No. The fight was stopped by referee Herb Dean when he saw the fracture in Sylvia’s forearm. Sylvia argued afterward that the stoppage was premature because he had not tapped and claimed he did not feel immediate pain. Medical examination confirmed both the radius and ulna were fractured. Mir was awarded the win by technical submission.
How did UFC 48 beat UFC 47 in PPV buys despite a weaker main event?
Ken Shamrock’s PPV drawing power in 2004 was exceptional. He had built an audience through his WWE run between 1997 and 1999 and his UFC 40 fight with Tito Ortiz. His rematch with Kimo drew a larger audience than Liddell vs. Ortiz despite being considered a less technically significant fight. Shamrock’s mainstream recognition drove numbers that the Liddell/Ortiz rivalry hadn’t yet achieved.
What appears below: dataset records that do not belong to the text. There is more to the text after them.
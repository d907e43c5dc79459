//! `POST chat`: run the chat function and unwrap its reply.
//!
//! The execution endpoint takes the function's request body as a string, so
//! `{message}` is JSON-encoded once here and once more by the backend call.

use axum::response::Response;
use parley_core::Backend;
use serde_json::{Map, Value};
use tracing::debug;

use crate::{AppState, error::Error, handlers::json_text};

pub async fn handler<B>(
  state: &AppState<B>,
  body:  Map<String, Value>,
) -> Result<Response, Error>
where
  B: Backend + 'static,
{
  let mut payload = Map::new();
  if let Some(message) = body.get("message") {
    payload.insert("message".into(), message.clone());
  }
  let payload = serde_json::to_string(&payload)?;

  let execution = state
    .backend
    .execute_function(&state.config.chat_function, payload)
    .await
    .map_err(Error::backend)?;

  match execution.get("responseBody").and_then(Value::as_str) {
    Some(reply) if !reply.is_empty() => Ok(json_text(reply.to_owned())),
    _ => {
      debug!(?execution, "chat function returned no response body");
      Err(Error::Upstream { details: execution })
    }
  }
}
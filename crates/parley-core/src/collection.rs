//! The fixed set of document collections the proxy administers.

use serde::{Deserialize, Serialize};
use strum::{AsRefStr, Display, EnumIter, EnumString};

/// A named collection in the remote document store.
///
/// The string form (`"intents"`, `"patterns"`, …) is the collection id used
/// both in proxy routes (`data/<collection>`) and in backend URLs.
#[derive(
  Debug,
  Clone,
  Copy,
  PartialEq,
  Eq,
  Hash,
  Serialize,
  Deserialize,
  AsRefStr,
  Display,
  EnumIter,
  EnumString,
)]
#[serde(rename_all = "lowercase")]
#[strum(serialize_all = "lowercase")]
pub enum Collection {
  Intents,
  Patterns,
  Responses,
  Embeddings,
  Logs,
  Settings,
}

impl Collection {
  /// Collections whose documents reference an intent by `intent_tag`, in the
  /// order a cascading delete drains them.
  pub const CASCADE_CHILDREN: [Collection; 3] =
    [Collection::Patterns, Collection::Responses, Collection::Embeddings];
}

#[cfg(test)]
mod tests {
  use std::str::FromStr;

  use strum::IntoEnumIterator;

  use super::*;

  #[test]
  fn string_form_round_trips() {
    for c in Collection::iter() {
      assert_eq!(Collection::from_str(c.as_ref()).unwrap(), c);
    }
    assert_eq!(Collection::Embeddings.to_string(), "embeddings");
  }

  #[test]
  fn unknown_name_is_rejected() {
    assert!(Collection::from_str("users").is_err());
    assert!(Collection::from_str("Intents").is_err());
  }
}
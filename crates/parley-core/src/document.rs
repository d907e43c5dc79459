//! Documents as the remote store returns them.
//!
//! A document is an open attribute map plus the store's `$id`. Every other
//! metadata attribute, `$createdAt` included, stays in the map verbatim so
//! the proxy relays it exactly as the store wrote it. Typed views live in
//! [`crate::entity`].

use serde::{Deserialize, Serialize, de::DeserializeOwned};
use serde_json::{Map, Value};

use crate::Result;

/// A single stored document.
#[derive(Debug, Clone, PartialEq, Serialize, Deserialize)]
pub struct Document {
  #[serde(rename = "$id")]
  pub id:     String,
  /// Every other attribute, including store metadata such as
  /// `$createdAt` and `$collectionId` that the proxy passes through
  /// untouched.
  #[serde(flatten)]
  pub fields: Map<String, Value>,
}

impl Document {
  /// String value of attribute `key`, if present and a string.
  pub fn get_str(&self, key: &str) -> Option<&str> {
    self.fields.get(key).and_then(Value::as_str)
  }

  /// Decode the document into a typed entity.
  pub fn decode<T: DeserializeOwned>(&self) -> Result<T> {
    Ok(serde_json::from_value(serde_json::to_value(self)?)?)
  }
}

/// One page of a list call.
#[derive(Debug, Clone, Default, PartialEq, Serialize, Deserialize)]
pub struct DocumentList {
  /// Number of documents matching the filters, ignoring limit and offset.
  pub total:     u64,
  pub documents: Vec<Document>,
}

impl DocumentList {
  /// Decode every document, failing on the first that does not fit `T`.
  pub fn decode_all<T: DeserializeOwned>(&self) -> Result<Vec<T>> {
    self.documents.iter().map(Document::decode).collect()
  }
}

#[cfg(test)]
mod tests {
  use serde_json::json;

  use super::*;
  use crate::entity::Pattern;

  #[test]
  fn metadata_and_fields_are_split() {
    let doc: Document = serde_json::from_value(json!({
      "$id": "abc",
      "$createdAt": "2025-01-02T03:04:05.000+00:00",
      "$collectionId": "patterns",
      "text": "hello",
      "intent_tag": "greeting",
    }))
    .unwrap();

    assert_eq!(doc.id, "abc");
    assert_eq!(doc.get_str("$createdAt"), Some("2025-01-02T03:04:05.000+00:00"));
    assert_eq!(doc.get_str("text"), Some("hello"));
    assert_eq!(doc.get_str("$collectionId"), Some("patterns"));
    assert_eq!(doc.get_str("missing"), None);

    let back = serde_json::to_value(&doc).unwrap();
    assert_eq!(back["$id"], "abc");
    assert_eq!(back["intent_tag"], "greeting");
    assert_eq!(back["$createdAt"], "2025-01-02T03:04:05.000+00:00");
  }

  #[test]
  fn odd_timestamps_are_kept_verbatim() {
    let raw = json!({ "$id": "a", "$createdAt": "yesterday", "query": "hi" });
    let doc: Document = serde_json::from_value(raw.clone()).unwrap();
    assert_eq!(serde_json::to_value(&doc).unwrap(), raw);
  }

  #[test]
  fn decode_into_entity() {
    let doc: Document = serde_json::from_value(json!({
      "$id": "p1",
      "text": "hi there",
      "intent_tag": "greeting",
    }))
    .unwrap();

    let pattern: Pattern = doc.decode().unwrap();
    assert_eq!(pattern.id, "p1");
    assert_eq!(pattern.text, "hi there");
    assert_eq!(pattern.intent_tag, "greeting");
  }
}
What happened to Frank Mir after UFC 48?
Mir won the UFC Heavyweight Championship at UFC 48 in June 2004. In September 2004, he was involved in a severe motorcycle accident that caused significant injuries including nerve damage. He was unable to compete for nearly two years. Tim Sylvia won the vacant Heavyweight Championship in his absence. Mir eventually returned and won the HW title again later in his career.